God’s word is His message of love to us. When you are hurting, read. When you are stressed, read. When you are confused, overwhelmed, sad, mad, read. When you are joyful, happy, at peace, relaxed, read. There is no excuse for not reading. I know I have no excuse. This summer, one of the biggest take away’s from working at Mount Hermon was the realization that I truly connect with the Lord intellectually, through reading His word, commentaries, novels, and writing out what I learn (hence this blog). When I don’t do that, do I really expect I will still be able to function and combat the battles of life? It’s almost like, come on Ione what did you really expect?

What God has been teaching me has not been some sweet run back into His arms, or some beautiful truth that brings comfort to my soul. No. It’s been more of a shaking of the head going “Come on, kid. You know this stuff already.” God does not think little of me, He does not turn His back to me because He sees how silly I am being but He is my Father and as such, He holds me to a higher stander. He knows my character and my potential and wants to see me living my life at its fullest. Sometimes, I don’t need the cushy, lovey-dovey God. Sometimes I need the truth to be dropped at me feet and a firm voice to say “Pick it up. You know it is good for you.  To fight the flesh, and combat the evils all around, you have GOT to put in effort. One cannot expect that they will win the battle with little preparation. “If the iron is blunt, and one does not sharpen the edge, he must use more strength, but wisdom helps one to succeed.” (Ecclesiastes 10:10)

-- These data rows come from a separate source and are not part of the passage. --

impl MotionPlanner {
    pub fn new(
        config: PlannerConfig,
        stepper: Box<dyn StepperLink>,
        callbacks: Box<dyn MachineCallbacks>,
    ) -> Self {
        let junction = JunctionDeviation::from_config(&config);
        let kinematics = Box::new(CartesianKinematics::from_config(&config));
        let pool = BufferPool::new(config.pool_size);
        Self {
            config,
            junction,
            pool,
            position: [0.0; AXES],
            runtime: Runtime::default(),
            machine: MachineState::default(),
            kinematics,
            stepper,
            callbacks,
            exec_fault: None,
            blocks_submitted: 0,
        }
    }

    /// Swap in non-Cartesian kinematics.
    pub fn set_kinematics(&mut self, kinematics: Box<dyn Kinematics>) {
        self.kinematics = kinematics;
    }

    pub fn set_path_control(&mut self, mode: PathControl) {
        self.machine.path_control = mode;
    }

    /// True if a submission would find a pool slot. Feeders must check this
    /// before submitting.
    pub fn queue_has_space(&self) -> bool {
        self.pool.has_space()
    }

    /// True while the machine is in motion or segments remain queued.
    pub fn is_busy(&self) -> bool {
        self.stepper.is_busy() || self.runtime.is_active()
    }

    pub fn stats(&self) -> QueueStats {
        QueueStats {
            length: self.pool.occupied(),
            capacity: self.pool.capacity(),
            busy: self.is_busy(),
        }
    }

    /// Latched executor fault, if any, cleared on read.
    pub fn take_exec_fault(&mut self) -> Option<ExecError> {
        self.exec_fault.take()
    }

    /// Queue a straight move run at a single rate, without accel/decel
    /// shaping. Feed rate has already been converted to a duration.
    pub fn submit_line(&mut self, target: [f64; AXES], minutes: f64) -> Result<(), PlanError> {
        let epsilon = self.config.tolerances.epsilon;
        if minutes < epsilon {
            return Err(PlanError::ZeroLengthMove);
        }
        let index = self
            .pool
            .try_acquire_write()
            .ok_or(PlanError::BufferFullFatal)?;

        let length = junction::vector_length(&target, &self.position);
        if length < epsilon {
            self.pool.release_write();
            return Err(PlanError::ZeroLengthMove);
        }

        self.blocks_submitted += 1;
        let block = self.pool.block_mut(index);
        block.line_number = self.blocks_submitted;
        block.time = minutes;
        block.target = target;
        block.length = length;
        block.cruise_vmax = length / minutes;

        self.pool.commit(BlockKind::Line);
        self.position = target;
        self.stepper.request_exec();
        Ok(())
    }

    /// Queue a jerk-limited move: the main planner entry point.
    ///
    /// Sets up the block's unit vector, per-move jerk and velocity ceilings,
    /// then replans the whole replannable tail of the queue so entries and
    /// exits stay consistent with everything already committed.
    pub fn submit_accel_line(&mut self, target: [f64; AXES], minutes: f64) -> Result<(), PlanError> {
        let tol = self.config.tolerances;
        let length = junction::vector_length(&target, &self.position);
        if minutes < tol.epsilon || length < tol.epsilon {
            return Err(PlanError::ZeroLengthMove);
        }
        let index = self
            .pool
            .try_acquire_write()
            .ok_or(PlanError::BufferFullFatal)?;

        let unit = junction::unit_vector(&self.position, &target, length);
        let mut jerk = 0.0;
        for i in 0..AXES {
            jerk += (unit[i] * self.config.axes[i].jerk_max).powi(2);
        }
        let jerk = jerk.sqrt();

        let exact_stop = self.machine.path_control == PathControl::ExactStop;
        let exact_stop_cap = if exact_stop { 0.0 } else { VELOCITY_UNBOUNDED };

        let previous_unit = self.pool.block(self.pool.prev(index)).unit;
        let junction_velocity = self.junction.junction_vmax(&previous_unit, &unit);

        self.blocks_submitted += 1;
        let line_number = self.blocks_submitted;

        let block = self.pool.block_mut(index);
        block.line_number = line_number;
        block.time = minutes;
        block.length = length;
        block.target = target;
        block.unit = unit;
        block.jerk = jerk;
        block.recip_jerk = 1.0 / jerk;
        block.cubert_jerk = jerk.cbrt();
        block.replannable = !exact_stop;
        block.cruise_vmax = length / minutes;
        block.entry_vmax = block.cruise_vmax.min(junction_velocity).min(exact_stop_cap);
        block.delta_vmax = ramp_velocity(0.0, length, block.cubert_jerk);
        block.exit_vmax = block
            .cruise_vmax
            .min(block.entry_vmax + block.delta_vmax)
            .min(exact_stop_cap);
        block.braking_velocity = block.delta_vmax;

        tracing::debug!(
            line = line_number,
            length,
            cruise_vmax = length / minutes,
            entry_vmax = junction_velocity.min(length / minutes),
            "accel line admitted"
        );

        self.plan_block_list(index);
        self.position = target;
        self.pool.commit(BlockKind::AccelLine);
        self.stepper.request_exec();
        Ok(())
    }

    /// Queue a timed pause. The pulse generator times dwells on its own
    /// timer, so this is just an ordered marker with a duration.
    pub fn submit_dwell(&mut self, seconds: f64) -> Result<(), PlanError> {
        let index = self
            .pool
            .try_acquire_write()
            .ok_or(PlanError::BufferFullFatal)?;
        self.pool.block_mut(index).time = seconds;
        self.pool.commit(BlockKind::Dwell);
        self.stepper.request_exec();
        Ok(())
    }

    /// Queue an auxiliary machine command so it executes in stream order.
    pub fn submit_mcode(&mut self, code: MCode) -> Result<(), PlanError> {
        self.pool
            .try_acquire_write()
            .ok_or(PlanError::BufferFullFatal)?;
        self.pool.commit(BlockKind::MCode(code));
        self.stepper.request_exec();
        Ok(())
    }

    pub fn submit_tool(&mut self, tool: u8) -> Result<(), PlanError> {
        self.pool
            .try_acquire_write()
            .ok_or(PlanError::BufferFullFatal)?;
        self.pool.commit(BlockKind::Tool(tool));
        self.stepper.request_exec();
        Ok(())
    }

    pub fn submit_spindle_speed(&mut self, rpm: f64) -> Result<(), PlanError> {
        self.pool
            .try_acquire_write()
            .ok_or(PlanError::BufferFullFatal)?;
        self.pool.commit(BlockKind::SpindleSpeed(rpm));
        self.stepper.request_exec();
        Ok(())
    }

    /// Reset the planning position without moving (G92 support).
    pub fn set_plan_position(&mut self, position: [f64; AXES]) {
        self.position = position;
    }

    /// Reset both planning and runtime positions (arc helpers).
    pub fn set_axis_position(&mut self, position: [f64; AXES]) {
        self.position = position;
        self.runtime.position = position;
    }

    pub fn get_plan_position(&self) -> [f64; AXES] {
        self.position
    }

    pub fn get_runtime_position(&self, axis: usize) -> f64 {
        self.runtime.position[axis]
    }

    pub fn get_runtime_velocity(&self) -> f64 {
        self.runtime.segment_velocity
    }

    pub fn get_runtime_line_number(&self) -> u32 {
        self.runtime.line_number
    }

    /// Zero the reported segment velocity after a stop, so status queries
    /// don't show the last in-flight value.
    pub fn zero_segment_velocity(&mut self) {
        self.runtime.segment_velocity = 0.0;
    }

    /// Drop every queued move. The running block is left to finish; arc
    /// decomposition upstream is told to abort.
    pub fn flush(&mut self) {
        self.callbacks.abort_arc();
        self.pool.flush_queued();
        self.machine.motion = MotionState::Stop;
        tracing::info!("planner flushed");
    }

    /// Replan the chain of blocks ending at `tail` (the newest admission).
    ///
    /// Reverse pass: walk backwards while blocks are replannable, raising
    /// each block's braking velocity to the fastest entry from which it can
    /// still decelerate into its successor. The walk stops at the first
    /// non-replannable block, which anchors the plan.
    ///
    /// Forward pass: from the anchor forward, chain entry velocities off the
    /// previous exit and pick exits bounded by downstream braking capacity
    /// and by what the jerk ramp can reach, regenerating each trapezoid. A
    /// block whose exit comes out at its ceiling cannot be improved by any
    /// later admission and stops being replannable.
    ///
    /// The tail block itself always plans down to zero: nothing is queued
    /// behind it yet.
    pub(crate) fn plan_block_list(&mut self, tail: usize) {
        let tol = self.config.tolerances;

        let mut bp = tail;
        loop {
            bp = self.pool.prev(bp);
            if bp == tail || !self.pool.block(bp).replannable {
                break;
            }
            let nx = self.pool.next(bp);
            let (next_entry_vmax, next_braking) = {
                let next = self.pool.block(nx);
                (next.entry_vmax, next.braking_velocity)
            };
            let block = self.pool.block_mut(bp);
            block.braking_velocity = (next_entry_vmax.min(next_braking) + block.delta_vmax)
                .min(block.cruise_vmax);
        }

        loop {
            bp = self.pool.next(bp);
            if bp == tail {
                break;
            }
            let pv = self.pool.prev(bp);
            let entry_velocity = if pv == tail {
                self.pool.block(bp).entry_vmax
            } else {
                self.pool.block(pv).exit_velocity
            };
            let nx = self.pool.next(bp);
            let (next_braking, next_entry_vmax) = {
                let next = self.pool.block(nx);
                (next.braking_velocity, next.entry_vmax)
            };
            let block = self.pool.block_mut(bp);
            block.entry_velocity = entry_velocity;
            block.cruise_velocity = block.cruise_vmax;
            block.exit_velocity = block
                .exit_vmax
                .min(next_braking)
                .min(next_entry_vmax)
                .min(entry_velocity + block.delta_vmax);
            trapezoid::calculate(block, &tol);
            if block.exit_velocity == block.exit_vmax {
                block.replannable = false; // optimally planned
            }
        }

        let previous_exit = self.pool.block(self.pool.prev(tail)).exit_velocity;
        let block = self.pool.block_mut(tail);
        block.entry_velocity = previous_exit;
        block.cruise_velocity = block.cruise_vmax;
        block.exit_velocity = 0.0;
        trapezoid::calculate(block, &tol);
    }

    /// Make the whole active chain eligible for replanning again. Used by
    /// hold planning, which rewrites blocks regardless of earlier
    /// optimisation fences.
    pub(crate) fn reset_replannable(&mut self) {
        let Some(first) = self.pool.current_run() else {
            return;
        };
        let mut bp = first;
        loop {
            self.pool.block_mut(bp).replannable = true;
            bp = self.pool.next(bp);
            if bp == first || self.pool.block(bp).move_state == MoveState::Off {
                break;
            }
        }
    }

    #[cfg(test)]
    pub(crate) fn block(&self, index: usize) -> &super::pool::PlanningBlock {
        self.pool.block(index)
    }
}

So, we each have a choice. Truly. We either read the Word and believe what it says, or we don’t. “When the light shines in the darkness it cannot prove itself to be light except by shining. And how can I know that it is the light? I have only the testimony of Jesus: ‘I know whence I have come and whither I am going.’ This testimony necessarily places me at a point of decision, of crisis, which I cannot evade. I must either accept this testimony or else reject it because it is not corroborated by any witness from the world of human experience.” (Newbigin)

As I make my choice, I hope you make yours. I have brought along friends on this journey, to keep me accountable for my word, knowing how easily led astray I am. But I pray that if you have not made that choice yet, that you do. For time on this earth, time to come to the Lord, does not last forever.

“There is a time, we know not when,

A place we know not where,

That marks the destiny of man

In glory or despair

There is a line, by us unseen,

That crosses every path,

The hidden boundary between

God’s patience and His wrath.

Oh, what is that mysterious bourn

By which man’s path is crossed,

Beyond which God Himself hath sworn,

The soul that goes is lost?

How long might I go on in sin,

How long will God forbear;

Where does hope end and where being

The confines of despair?

The answer from the skies is sent-

‘Ye who from God depart,

While it is called today, repent

And harden not your heart.”

God, all I want is you. All I want is a softened heart, a teachable heart. One that is not quick to forget, one that is so open that all truth comes in and stays there. All I want is You, in my heart, forever and always, so I can stop falling back into the confusion and chaos but rest in your unfailing, unchanging love and forgiveness.